Community nurse visits were the primary cost driver of managing healed and unhealed wounds and accounted for 62–64% of the cost of patient management. The costs of surgery and hospital admission were the primary cost driver in the 17% of patients who underwent an amputation, accounting for 36% and 25% of the cost, respectively. Dressings and compression accounted for up to 21% of the cost of patient management.
Of the total NHS cost of managing a DFU, 73% was incurred in the community and the remainder in secondary care. However, the distribution of costs varied according to whether the wound healed. 92% and 96% of the cost of managing a healed and unhealed DFU, respectively, was incurred in the community and the remainder in secondary care. Conversely, 65% of the cost of managing an amputated wound was incurred in secondary care and the remainder in the community.
Infection
Overall, 14% of patients' records documented their DFUs as being clinically infected at the time of presentation. An additional 31% of patients were prescribed an antimicrobial dressing at the time of initial presentation, suggesting that as much as 45% of all the DFUs in our data set may have been considered to be at risk of infection or infected at the time of the initial presentation. Furthermore, over the follow‐up period following initial presentation, 25% of all patients had no recorded infection or antimicrobial prescribed (Table 6). Following initial presentation, 41% of patients received only an antimicrobial dressing, indicative of concern about the local bioburden or a possible localised wound infection, and 34% were prescribed an anti‐infective for a documented or suspected wound infection. Of the 25% of patients who were not considered to have an infection, 90% of the DFUs healed within a mean of 2·5 months. The DFU healing rate was lower in patients with a putative infection, and the mean time to healing was longer (Table 6). Furthermore, the cost of wound management of an uninfected DFU was at least 67% less than that of a wound with a putative infection (Table 6).
Table 6.
No infection after initial presentation | Patients only received an antimicrobial dressing | Patients prescribed an anti‐infective with or without an antimicrobial dressing | Patients prescribed an anti‐infective with an antimicrobial dressing | Patients prescribed an anti‐infective without an antimicrobial dressing | |
---|---|---|---|---|---|
Percentage of patients | 25% | 41% | 34% | 22% | 12% |
Percentage healed | 70% | 32% | 16% | 14% | 19% |
Mean time to healing per patient (months) | 2·3 | 6·2 | 6·1 | 7·3 | 6·0 |
Mean cost per patient | £2603·53 | £7966·65 | £11584·74 | £12994·60 | £9205·61 |
Sensitivity analyses
Sensitivity analysis showed that if the probability of healing was reduced by 25%, from 35% to 26%, the mean NHS cost of wound care over 12 months would increase by 10% to an estimated £8600 per DFU. Conversely, if the probability of healing was increased by 25%, from 35% to 44%, the mean NHS cost of wound care over 12 months would decrease by 9% to an estimated £7100 per DFU.
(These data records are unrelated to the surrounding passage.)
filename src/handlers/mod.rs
use axum::response::{IntoResponse, Response};
use serde::Serialize;

use crate::utils::response::success;

pub mod events;
pub mod queue;
pub mod users;

#[derive(Serialize)]
struct HealthPayload {
    status: &'static str,
    service: &'static str,
}

pub async fn health_check() -> Response {
    let payload = HealthPayload {
        status: "ok",
        service: "bulletin-api",
    };

    success(payload, "Health check successful").into_response()
}
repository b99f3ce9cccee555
use axum::extract::{Path, State};
use axum::response::{IntoResponse, Response};
use serde_json::{Map, Value};

use crate::state::AppState;
use crate::store::patch;
use crate::utils::error::AppError;
use crate::utils::extract::AppJson;
use crate::utils::response::empty_success;

pub async fn update_user(
    State(state): State<AppState>,
    Path(id): Path<i64>,
    AppJson(fields): AppJson<Map<String, Value>>,
) -> Result<Response, AppError> {
    let affected = state.patch.apply(&patch::USERS, id, &fields).await?;
    if affected == 0 {
        return Err(AppError::NotFound(format!("user {} does not exist", id)));
    }
    Ok(empty_success("User updated successfully").into_response())
}
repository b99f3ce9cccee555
pub mod event;
pub mod queue;
pub mod user;
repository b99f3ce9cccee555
use chrono::{DateTime, Utc};
use serde::Deserialize;

use super::SqlValue;

/// Listing filters shared by the published and queued event tables. The time
/// window applies only when both bounds are present, and likewise for
/// limit/offset; a lone half of either pair is ignored.
#[derive(Debug, Default, Clone, Deserialize)]
pub struct ListFilter {
    pub start_date: Option<DateTime<Utc>>,
    pub end_date: Option<DateTime<Utc>>,
    pub status: Option<String>,
    pub limit: Option<i64>,
    pub offset: Option<i64>,
}

pub struct ListQuery {
    pub sql: String,
    pub binds: Vec<SqlValue>,
}

/// Assembles `SELECT <columns> FROM <table> [WHERE …] ORDER BY id ASC
/// [LIMIT $n OFFSET $m]`. All filter values are bound positionally; the
/// queue table has no status column, so status filtering is gated on
/// `with_status`.
pub fn build_list(table: &str, columns: &str, filter: &ListFilter, with_status: bool) -> ListQuery {
    let mut sql = format!("SELECT {} FROM {}", columns, table);
    let mut binds: Vec<SqlValue> = Vec::new();
    let mut conditions: Vec<String> = Vec::new();

    if let (Some(start), Some(end)) = (filter.start_date, filter.end_date) {
        conditions.push(format!(
            "start_date BETWEEN ${} AND ${}",
            binds.len() + 1,
            binds.len() + 2
        ));
        binds.push(SqlValue::Timestamp(Some(start)));
        binds.push(SqlValue::Timestamp(Some(end)));
    }

    if with_status {
        if let Some(status) = &filter.status {
            conditions.push(format!("status = ${}", binds.len() + 1));
            binds.push(SqlValue::Text(Some(status.clone())));
        }
    }

    if !conditions.is_empty() {
        sql.push_str(" WHERE ");
        sql.push_str(&conditions.join(" AND "));
    }

    sql.push_str(" ORDER BY id ASC");

    if let (Some(limit), Some(offset)) = (filter.limit, filter.offset) {
        sql.push_str(&format!(
            " LIMIT ${} OFFSET ${}",
            binds.len() + 1,
            binds.len() + 2
        ));
        binds.push(SqlValue::BigInt(Some(limit)));
        binds.push(SqlValue::BigInt(Some(offset)));
    }

    ListQuery { sql, binds }
}
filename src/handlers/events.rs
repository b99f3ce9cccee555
use axum::extract::{Path, Query, State};
use axum::response::{IntoResponse, Response};
use serde_json::{Map, Value};

use crate::state::AppState;
use crate::store::filter::ListFilter;
use crate::store::patch;
use crate::utils::error::AppError;
use crate::utils::extract::AppJson;
use crate::utils::response::{empty_success, success};

pub async fn list_events(
    State(state): State<AppState>,
    Query(filter): Query<ListFilter>,
) -> Result<Response, AppError> {
    let events = state.events.list(&filter).await?;
    Ok(success(events, "Events retrieved successfully").into_response())
}

pub async fn update_event(
    State(state): State<AppState>,
    Path(id): Path<i64>,
    AppJson(fields): AppJson<Map<String, Value>>,
) -> Result<Response, AppError> {
    let affected = state.patch.apply(&patch::EVENTS, id, &fields).await?;
    if affected == 0 {
        return Err(AppError::NotFound(format!("event {} does not exist", id)));
    }
    Ok(empty_success("Event updated successfully").into_response())
}
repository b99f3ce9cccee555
pub mod error;
pub mod extract;
pub mod response;
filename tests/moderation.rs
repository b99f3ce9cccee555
//! Moderation-workflow tests against a live Postgres.
//!
//! These exercise the transactional promotion path end to end and are
//! ignored by default; run them with a provisioned database:
//!
//!     DATABASE_URL=postgres://localhost/bulletin_test cargo test -- --ignored

use chrono::{Duration, Utc};
use serde_json::{json, Map, Value};
use sqlx::postgres::PgPoolOptions;
use sqlx::PgPool;

use bulletin_server::models::queue::NewQueuedEvent;
use bulletin_server::models::user::User;
use bulletin_server::store::filter::ListFilter;
use bulletin_server::store::patch::{self, PatchEngine};
use bulletin_server::store::queue::QueueStore;
use bulletin_server::utils::error::AppError;

async fn test_pool() -> PgPool {
    let url = std::env::var("DATABASE_URL").expect("DATABASE_URL must be set for these tests");
    let pool = PgPoolOptions::new()
        .max_connections(5)
        .connect(&url)
        .await
        .expect("connect to test database");
    sqlx::migrate!().run(&pool).await.expect("run migrations");
    pool
}

fn submission(title: &str) -> NewQueuedEvent {
    let start = Utc::now() + Duration::days(7);
    NewQueuedEvent {
        user_id: Some(42),
        title: title.to_string(),
        description: Some("a neighborhood gathering".to_string()),
        start_date: start,
        end_date: start + Duration::hours(2),
        location: Some("community hall".to_string()),
        flags: json!({"source": "integration-test"}),
    }
}

fn patch_body(pairs: &[(&str, Value)]) -> Map<String, Value> {
    pairs
        .iter()
        .map(|(k, v)| (k.to_string(), v.clone()))
        .collect()
}

async fn count(pool: &PgPool, sql: &str, id: i64) -> i64 {
    let (n,): (i64,) = sqlx::query_as(sql).bind(id).fetch_one(pool).await.unwrap();
    n
}

#[tokio::test]
#[ignore = "requires a running Postgres"]
async fn approve_moves_the_row_and_assigns_a_fresh_identity() {
    let pool = test_pool().await;
    let queue = QueueStore::new(pool.clone());

    let queued_id = queue.submit(&submission("approve-atomicity")).await.unwrap();
    let queued = queue.get(queued_id).await.unwrap();

    let published_id = queue.approve(queued_id).await.unwrap();

    // Queue side is gone; the published row carries the fetched values.
    assert_eq!(
        count(&pool, "SELECT count(*) FROM events_queue WHERE id = $1", queued_id).await,
        0
    );
    let (title, user_id, status, flags): (String, Option<i64>, String, Value) = sqlx::query_as(
        "SELECT title, user_id, status, flags FROM events WHERE id = $1",
    )
    .bind(published_id)
    .fetch_one(&pool)
    .await
    .unwrap();
    assert_eq!(title, queued.title);
    assert_eq!(user_id, queued.user_id);
    assert_eq!(status, "confirmed");
    assert_eq!(flags, queued.flags);

    // The dead queue id resolves to nothing afterwards.
    assert!(matches!(
        queue.get(queued_id).await,
        Err(AppError::NotFound(_))
    ));
}

#[tokio::test]
#[ignore = "requires a running Postgres"]
async fn approve_of_an_absent_id_is_not_found_and_publishes_nothing() {
    let pool = test_pool().await;
    let queue = QueueStore::new(pool.clone());

    let (before,): (i64,) = sqlx::query_as("SELECT count(*) FROM events")
        .fetch_one(&pool)
        .await
        .unwrap();

    let result = queue.approve(i64::MAX).await;
    assert!(matches!(result, Err(AppError::NotFound(_))));

    let (after,): (i64,) = sqlx::query_as("SELECT count(*) FROM events")
        .fetch_one(&pool)
        .await
        .unwrap();
    assert_eq!(before, after);
}

#[tokio::test]
#[ignore = "requires a running Postgres"]
async fn failed_insert_rolls_back_and_the_queued_row_survives() {
    let pool = test_pool().await;
    let queue = QueueStore::new(pool.clone());

    // A constraint on events makes the promotion's insert step fail after
    // the queue delete has already run inside the transaction.
    sqlx::query("ALTER TABLE events DROP CONSTRAINT IF EXISTS events_title_guard")
        .execute(&pool)
        .await
        .unwrap();
    sqlx::query("ALTER TABLE events ADD CONSTRAINT events_title_guard CHECK (title <> 'insert-must-fail')")
        .execute(&pool)
        .await
        .unwrap();

    let id = queue.submit(&submission("insert-must-fail")).await.unwrap();
    let (events_before,): (i64,) = sqlx::query_as("SELECT count(*) FROM events")
        .fetch_one(&pool)
        .await
        .unwrap();

    let result = queue.approve(id).await;
    assert!(result.is_err(), "approve must fail when the insert fails");

    // No mixed state: the queued row is back and nothing was published.
    assert_eq!(
        count(&pool, "SELECT count(*) FROM events_queue WHERE id = $1", id).await,
        1
    );
    let (events_after,): (i64,) = sqlx::query_as("SELECT count(*) FROM events")
        .fetch_one(&pool)
        .await
        .unwrap();
    assert_eq!(events_before, events_after);

    sqlx::query("ALTER TABLE events DROP CONSTRAINT events_title_guard")
        .execute(&pool)
        .await
        .unwrap();
    queue.reject(id).await.unwrap();
}

#[tokio::test]
#[ignore = "requires a running Postgres"]
async fn rejection_is_idempotent_in_state_but_reports_not_found_the_second_time() {
    let pool = test_pool().await;
    let queue = QueueStore::new(pool.clone());

    let id = queue.submit(&submission("reject-twice")).await.unwrap();

    queue.reject(id).await.unwrap();
    assert_eq!(
        count(&pool, "SELECT count(*) FROM events_queue WHERE id = $1", id).await,
        0
    );

    let second = queue.reject(id).await;
    assert!(matches!(second, Err(AppError::NotFound(_))));
    assert_eq!(
        count(&pool, "SELECT count(*) FROM events_queue WHERE id = $1", id).await,
        0
    );
}

#[tokio::test]
#[ignore = "requires a running Postgres"]
async fn concurrent_approve_and_reject_admit_exactly_one_winner() {
    let pool = test_pool().await;
    let queue = QueueStore::new(pool.clone());

    let id = queue.submit(&submission("approve-reject-race")).await.unwrap();

    let (approved, rejected) = tokio::join!(queue.approve(id), queue.reject(id));
    assert!(
        approved.is_ok() != rejected.is_ok(),
        "exactly one of approve/reject must win: approve={:?} reject={:?}",
        approved.is_ok(),
        rejected.is_ok()
    );

    let queue_rows = count(&pool, "SELECT count(*) FROM events_queue WHERE id = $1", id).await;
    assert_eq!(queue_rows, 0, "the queue row is gone either way");

    if let Ok(published_id) = approved {
        assert_eq!(
            count(&pool, "SELECT count(*) FROM events WHERE id = $1", published_id).await,
            1
        );
    }
}

#[tokio::test]
#[ignore = "requires a running Postgres"]
async fn partial_update_touches_only_the_named_column() {
    let pool = test_pool().await;
    let queue = QueueStore::new(pool.clone());
    let engine = PatchEngine::new(pool.clone());

    let queued_id = queue.submit(&submission("patch-minimality")).await.unwrap();
    let published_id = queue.approve(queued_id).await.unwrap();

    let affected = engine
        .apply(
            &patch::EVENTS,
            published_id,
            &patch_body(&[("status", json!("cancelled"))]),
        )
        .await
        .unwrap();
    assert_eq!(affected, 1);

    let (title, status, location): (String, String, Option<String>) =
        sqlx::query_as("SELECT title, status, location FROM events WHERE id = $1")
            .bind(published_id)
            .fetch_one(&pool)
            .await
            .unwrap();
    assert_eq!(status, "cancelled");
    assert_eq!(title, "patch-minimality");
    assert_eq!(location.as_deref(), Some("community hall"));
}

#[tokio::test]
#[ignore = "requires a running Postgres"]
async fn disallowed_column_leaves_the_store_untouched() {
    let pool = test_pool().await;
    let queue = QueueStore::new(pool.clone());
    let engine = PatchEngine::new(pool.clone());

    let id = queue.submit(&submission("allow-list")).await.unwrap();

    let result = engine
        .apply(
            &patch::EVENTS_QUEUE,
            id,
            &patch_body(&[("created_at", json!("1970-01-01T00:00:00Z"))]),
        )
        .await;
    assert!(matches!(result, Err(AppError::InvalidArgument(_))));

    let fetched = queue.get(id).await.unwrap();
    assert_eq!(fetched.title, "allow-list");
    assert!(fetched.created_at > Utc::now() - Duration::minutes(5));
}

#[tokio::test]
#[ignore = "requires a running Postgres"]
async fn user_patch_changes_only_the_named_column() {
    let pool = test_pool().await;
    let engine = PatchEngine::new(pool.clone());

    let (id,): (i64,) = sqlx::query_as(
        "INSERT INTO users (first_name, last_name, email, role) \
         VALUES ($1, $2, $3, $4) RETURNING id",
    )
    .bind("Robin")
    .bind("Okafor")
    .bind("robin@example.com")
    .bind("member")
    .fetch_one(&pool)
    .await
    .unwrap();

    let affected = engine
        .apply(&patch::USERS, id, &patch_body(&[("role", json!("moderator"))]))
        .await
        .unwrap();
    assert_eq!(affected, 1);

    let user: User = sqlx::query_as(
        "SELECT id, first_name, last_name, email, role, created_at, flags \
         FROM users WHERE id = $1",
    )
    .bind(id)
    .fetch_one(&pool)
    .await
    .unwrap();
    assert_eq!(user.role, "moderator");
    assert_eq!(user.email, "robin@example.com");
    assert_eq!(user.first_name, "Robin");
}

#[tokio::test]
#[ignore = "requires a running Postgres"]
async fn patch_engine_reports_zero_rows_for_an_absent_id() {
    let pool = test_pool().await;
    let engine = PatchEngine::new(pool);

    let affected = engine
        .apply(
            &patch::USERS,
            i64::MAX,
            &patch_body(&[("role", json!("admin"))]),
        )
        .await
        .unwrap();
    assert_eq!(affected, 0);
}

#[tokio::test]
#[ignore = "requires a running Postgres"]
async fn list_window_returns_only_matching_rows_in_id_order() {
    let pool = test_pool().await;
    let queue = QueueStore::new(pool.clone());

    // Leftovers from earlier runs would land inside the window.
    sqlx::query("DELETE FROM events_queue WHERE title LIKE 'w-%'")
        .execute(&pool)
        .await
        .unwrap();

    let base = Utc::now() + Duration::days(365);
    let mut inside = Vec::new();
    for (title, offset_days) in [("w-early", 0), ("w-mid", 1), ("w-late", 30)] {
        let mut event = submission(title);
        event.start_date = base + Duration::days(offset_days);
        event.end_date = event.start_date + Duration::hours(1);
        let id = queue.submit(&event).await.unwrap();
        if offset_days < 3 {
            inside.push(id);
        }
    }

    let filter = ListFilter {
        start_date: Some(base - Duration::hours(1)),
        end_date: Some(base + Duration::days(3)),
        ..Default::default()
    };
    let listed = queue.list(&filter).await.unwrap();
    let listed_ids: Vec<i64> = listed.iter().map(|e| e.id).collect();

    assert_eq!(listed_ids, inside, "window rows only, ascending id");
}
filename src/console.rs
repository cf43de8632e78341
// src/console.rs

//! Global console over one USART instance
//!
//! The line controller itself holds no lock (see [`crate::usart`]); this
//! module is the mutual-exclusion boundary for callers that want a shared,
//! `print!`-style sink. One instance is parked behind a spin mutex and the
//! crate-root [`uart_print!`](crate::uart_print) /
//! [`uart_println!`](crate::uart_println) macros write through it.
//!
//! # Locking
//!
//! The mutex serializes whole formatted writes, so concurrent callers get
//! interleaved lines rather than interleaved bytes. A blocked transmit holds
//! the lock for the duration of its busy-wait.

use core::sync::atomic::{AtomicBool, Ordering};

use spin::Mutex;

use crate::backend::MmioRegisterBlock;
use crate::config::LineConfig;
use crate::instance::{Clocks, Peripheral};
use crate::usart::Usart;

/// Console state tracking with atomic operations for thread safety
static CONSOLE_INITIALIZED: AtomicBool = AtomicBool::new(false);

/// Global console protected by Mutex
static CONSOLE: Mutex<Option<Usart<MmioRegisterBlock>>> = Mutex::new(None);

/// Console initialization result
#[derive(Debug, Clone, Copy, PartialEq, Eq)]
pub enum ConsoleError {
    /// The console was already initialized; the line was not reconfigured
    AlreadyInitialized,
}

impl core::fmt::Display for ConsoleError {
    fn fmt(&self, f: &mut core::fmt::Formatter<'_>) -> core::fmt::Result {
        match self {
            ConsoleError::AlreadyInitialized => write!(f, "console already initialized"),
        }
    }
}

/// Reserve the one-time initialization slot.
fn claim() -> Result<(), ConsoleError> {
    CONSOLE_INITIALIZED
        .compare_exchange(false, true, Ordering::AcqRel, Ordering::Acquire)
        .map(|_| ())
        .map_err(|_| ConsoleError::AlreadyInitialized)
}

/// Configure a USART instance and install it as the global console.
///
/// Safe to call from racing contexts: exactly one caller wins, the rest get
/// `AlreadyInitialized` and the line is not reconfigured under them.
pub fn init(
    peripheral: Peripheral,
    config: &LineConfig,
    clocks: &Clocks,
) -> Result<(), ConsoleError> {
    claim()?;

    let usart = Usart::open(peripheral, config, clocks);
    *CONSOLE.lock() = Some(usart);

    #[cfg(feature = "logging")]
    log::debug!("console installed on {:?}", peripheral);

    Ok(())
}

/// Whether [`init`] has completed successfully.
#[inline]
#[must_use]
pub fn is_initialized() -> bool {
    CONSOLE_INITIALIZED.load(Ordering::Acquire)
}

/// Run a closure against the console, if one is installed.
pub fn with_console<F, R>(f: F) -> Option<R>
where
    F: FnOnce(&mut Usart<MmioRegisterBlock>) -> R,
{
    let mut guard = CONSOLE.lock();
    guard.as_mut().map(f)
}

#[doc(hidden)]
pub fn print_impl(args: core::fmt::Arguments) {
    use core::fmt::Write;
    // No console yet: drop the output rather than fault. Matches the usual
    // early-boot window where nothing is listening anyway.
    let _ = with_console(|usart| usart.write_fmt(args));
}

/// Prints to the host through the console USART.
#[macro_export]
macro_rules! uart_print {
    ($($arg:tt)*) => {
        $crate::console::print_impl(format_args!($($arg)*));
    };
}

/// Prints to the host through the console USART, appending a newline.
#[macro_export]
macro_rules! uart_println {
    () => ($crate::uart_print!("\n"));
    ($fmt:expr) => ($crate::uart_print!(concat!($fmt, "\n")));
    ($fmt:expr, $($arg:tt)*) => ($crate::uart_print!(concat!($fmt, "\n"), $($arg)*));
}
If the unit cost of wound care products was decreased or increased by 25%, the mean NHS cost of wound care over 12 months would only deviate by 4% from the mean value (range £7500–8100 per DFU). However, if the number of nurse visits changed by 25% below or above the base case value, the mean NHS cost of wound care over 12 months would deviate by 10% from the mean value (range £7000–8600 per DFU).
It has been reported that 51% of 229 evaluable patients with a DFU who participated in a controlled trial had at least one dressing change undertaken by themselves or non‐professional carers 15. If 51% of the patients in our data set had one dressing change undertaken by themselves or a non‐professional carers, the mean NHS cost of wound care over 12 months would be reduced by 1% to £7768 per DFU. If 51% of the patients in our data set had 25% or 50% of their dressing changes undertaken by themselves or non‐professional carers, the mean NHS cost of wound care over 12 months would be reduced by 7% and 12% to £7290 and £6828 per DFU, respectively. Conversely, a survey of 4772 patients with a wound from five English Trusts conducted slightly later than the controlled trial found that 87·2% of personnel involved in dressing changes was a professional nurse or support worker 16.
Changing the percentage of patients undergoing an amputation by 25% below or above the base case value would only change the NHS cost of wound care over 12 months by 4% from the mean value (range £7500–8000 per DFU). Changes to other model inputs had a minimal impact on the mean NHS cost of wound care.
Discussion
The DFU population reported in this study was derived from the community and will undoubtedly be different to the cohort of patients who are seen in most secondary care clinics specialising in the management of DFUs in the UK. Moreover, this is an analysis of patients who had a confirmed diagnosis of diabetes in their medical records and had a DFU as their primary wound type. The THIN database does not define what a DFU is. Instead, it was a clinical diagnosis by the nurses/GPs who managed these patients, although it is unknown whether they used any consistent definition. Furthermore, the DFU was not necessarily confirmed by a DFU specialist. Nevertheless, the THIN data sets provided access to primary and community diabetic foot care data, an area where Kerr et al. 10 commented that national data sets do not provide discrete details of diabetic foot care. Furthermore, this study's estimates of resource utilisation and corresponding costs of patient management complement and build on those previously published 10.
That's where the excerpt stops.